蒙自蘭試管開花試驗發(fā)現(xiàn)，生長調節(jié)劑和營養(yǎng)物質對幼苗開花均有一定促進作用。部分開花株植株矮小，且球莖大、葉片寬，可能是PP333抑制植株莖的生長，刺激其提前開花的原因。這與李杰等[19]在霍山石斛花芽誘導試驗中TDZ與PP333組合處理的畸形花比率高的結果一致。蒙自蘭幼苗在90d內陸續(xù)開花，這與梳唇石斛[7]試管開花狀態(tài)一致，但梳唇石斛開花可持續(xù)半年以上。蒙自蘭單朵花期在7～10d左右，90d后花芽分化結束，這可能與培養(yǎng)基中營養(yǎng)成分的消耗有關。本研究結果顯示，蒙自蘭試管開花的最佳培養(yǎng)基為1/2MS+1.0mg/L6-BA+0.5mg/LNAA+1.0mg/LPP333+30g/L香蕉。6-BA與NAA組合處理的誘導效果最佳，這與梳唇石斛[7]的開花誘導結果一致。霍山石斛[19]在花芽誘導培養(yǎng)基中也添加了香蕉勻漿物。
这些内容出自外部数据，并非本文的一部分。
//! Overview filter and detail template
//!
//! [`OverviewFilter`] is the single filter shape behind every overview query.
//! Fields left at their defaults mean "any". The narrower constructors mirror
//! the historical query signatures and only populate a subset of the fields.
//!
//! All populated predicates are conjunctive. In particular a non-zero
//! `platform_id` combined with an explicit `ids` set only matches ids that
//! also belong to that platform.

use crate::error::QueryError;
use crate::record::InvocationSequence;
use crate::types::{
    ApplicationId, BusinessTransactionId, InvocationId, MethodId, PlatformId, SensorTypeId,
    Timestamp, TraceId, ANY,
};
use serde::{Deserialize, Serialize};
use std::collections::BTreeSet;

/// Filter consumed by overview queries
#[derive(Debug, Clone, Default, PartialEq, Eq, Serialize, Deserialize)]
pub struct OverviewFilter {
    /// Platform to search (0 = all platforms)
    pub platform_id: PlatformId,
    /// Method to match
    pub method_id: Option<MethodId>,
    /// Inclusive lower time bound
    pub from: Option<Timestamp>,
    /// Inclusive upper time bound
    pub to: Option<Timestamp>,
    /// Explicit id set to search within
    pub ids: Option<BTreeSet<InvocationId>>,
    /// Only ids greater than or equal to this bound
    pub min_id: Option<InvocationId>,
    /// Business transaction (0 = any)
    pub business_transaction_id: BusinessTransactionId,
    /// Application (0 = any)
    pub application_id: ApplicationId,
    /// Trace correlation key
    pub trace_id: Option<TraceId>,
}

impl OverviewFilter {
    /// Filter matching everything
    pub fn any() -> Self {
        Self::default()
    }

    /// All invocations of one platform
    pub fn platform(platform_id: PlatformId) -> Self {
        Self {
            platform_id,
            ..Self::default()
        }
    }

    /// Invocations of one method on one platform
    pub fn method(platform_id: PlatformId, method_id: MethodId) -> Self {
        Self {
            platform_id,
            method_id: Some(method_id),
            ..Self::default()
        }
    }

    /// Invocations with the given ids (platform 0 = any)
    pub fn ids<I>(platform_id: PlatformId, ids: I) -> Self
    where
        I: IntoIterator<Item = InvocationId>,
    {
        Self {
            platform_id,
            ids: Some(ids.into_iter().collect()),
            ..Self::default()
        }
    }

    /// Restrict to an inclusive time range (either bound optional)
    pub fn between(mut self, from: Option<Timestamp>, to: Option<Timestamp>) -> Self {
        self.from = from;
        self.to = to;
        self
    }

    /// Restrict to ids at or above `min_id`
    pub fn min_id(mut self, min_id: InvocationId) -> Self {
        self.min_id = Some(min_id);
        self
    }

    /// Restrict to a business context (0 = any for either id)
    pub fn business_context(
        mut self,
        application_id: ApplicationId,
        business_transaction_id: BusinessTransactionId,
    ) -> Self {
        self.application_id = application_id;
        self.business_transaction_id = business_transaction_id;
        self
    }

    /// Restrict to one trace
    pub fn trace(mut self, trace_id: TraceId) -> Self {
        self.trace_id = Some(trace_id);
        self
    }

    /// Reject filters that cannot match by construction
    ///
    /// Runs before any scan.
    pub fn validate(&self) -> Result<(), QueryError> {
        if let (Some(from), Some(to)) = (self.from, self.to) {
            if from > to {
                return Err(QueryError::inverted_range(from, to));
            }
        }
        Ok(())
    }

    /// Whether the record satisfies every populated predicate
    pub fn matches(&self, record: &InvocationSequence) -> bool {
        if self.platform_id != ANY && record.platform_id != self.platform_id {
            return false;
        }
        if let Some(method_id) = self.method_id {
            if record.method_id != method_id {
                return false;
            }
        }
        if let Some(from) = self.from {
            if record.timestamp < from {
                return false;
            }
        }
        if let Some(to) = self.to {
            if record.timestamp > to {
                return false;
            }
        }
        if let Some(ids) = &self.ids {
            if !ids.contains(&record.id) {
                return false;
            }
        }
        if let Some(min_id) = self.min_id {
            if record.id < min_id {
                return false;
            }
        }
        if self.business_transaction_id != ANY
            && record.business_transaction_id != self.business_transaction_id
        {
            return false;
        }
        if self.application_id != ANY && record.application_id != self.application_id {
            return false;
        }
        if let Some(trace_id) = self.trace_id {
            if record.trace_id != trace_id {
                return false;
            }
        }
        true
    }
}

/// Exact-match template for detail lookups
///
/// Platform, sensor type and method must all match. When `id` is set only
/// that record is considered; otherwise the most recently inserted match is
/// returned.
#[derive(Debug, Clone, Copy, PartialEq, Eq, Serialize, Deserialize)]
pub struct DetailTemplate {
    /// Platform the record belongs to
    pub platform_id: PlatformId,
    /// Sensor type that produced it
    pub sensor_type_id: SensorTypeId,
    /// Instrumented method
    pub method_id: MethodId,
    /// Specific record id, if known
    pub id: Option<InvocationId>,
}

impl DetailTemplate {
    /// Template without a specific id
    pub fn new(platform_id: PlatformId, sensor_type_id: SensorTypeId, method_id: MethodId) -> Self {
        Self {
            platform_id,
            sensor_type_id,
            method_id,
            id: None,
        }
    }

    /// Pin the template to one record id
    pub fn with_id(mut self, id: InvocationId) -> Self {
        self.id = Some(id);
        self
    }

    /// Whether the record matches platform, sensor type, method (and id)
    pub fn matches(&self, record: &InvocationSequence) -> bool {
        record.platform_id == self.platform_id
            && record.sensor_type_id == self.sensor_type_id
            && record.method_id == self.method_id
            && self.id.map_or(true, |id| record.id == id)
    }
}

impl From<&InvocationSequence> for DetailTemplate {
    /// Template identifying exactly the given (inserted) record
    fn from(record: &InvocationSequence) -> Self {
        DetailTemplate::new(record.platform_id, record.sensor_type_id, record.method_id)
            .with_id(record.id)
    }
}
但蒙自蘭開花時間不統(tǒng)一，個別植株從播種到開花僅需145d。蘭科植物開花受多種因素的影響，除培養(yǎng)基成分外，還受環(huán)境因子的調控，如溫度、光照強度、光照時長等[20]。本研究取得蒙自蘭試管開花的初步結果，但如何提高試管開花率和花朵品質，以及誘導開花的機理仍有待進一步探索。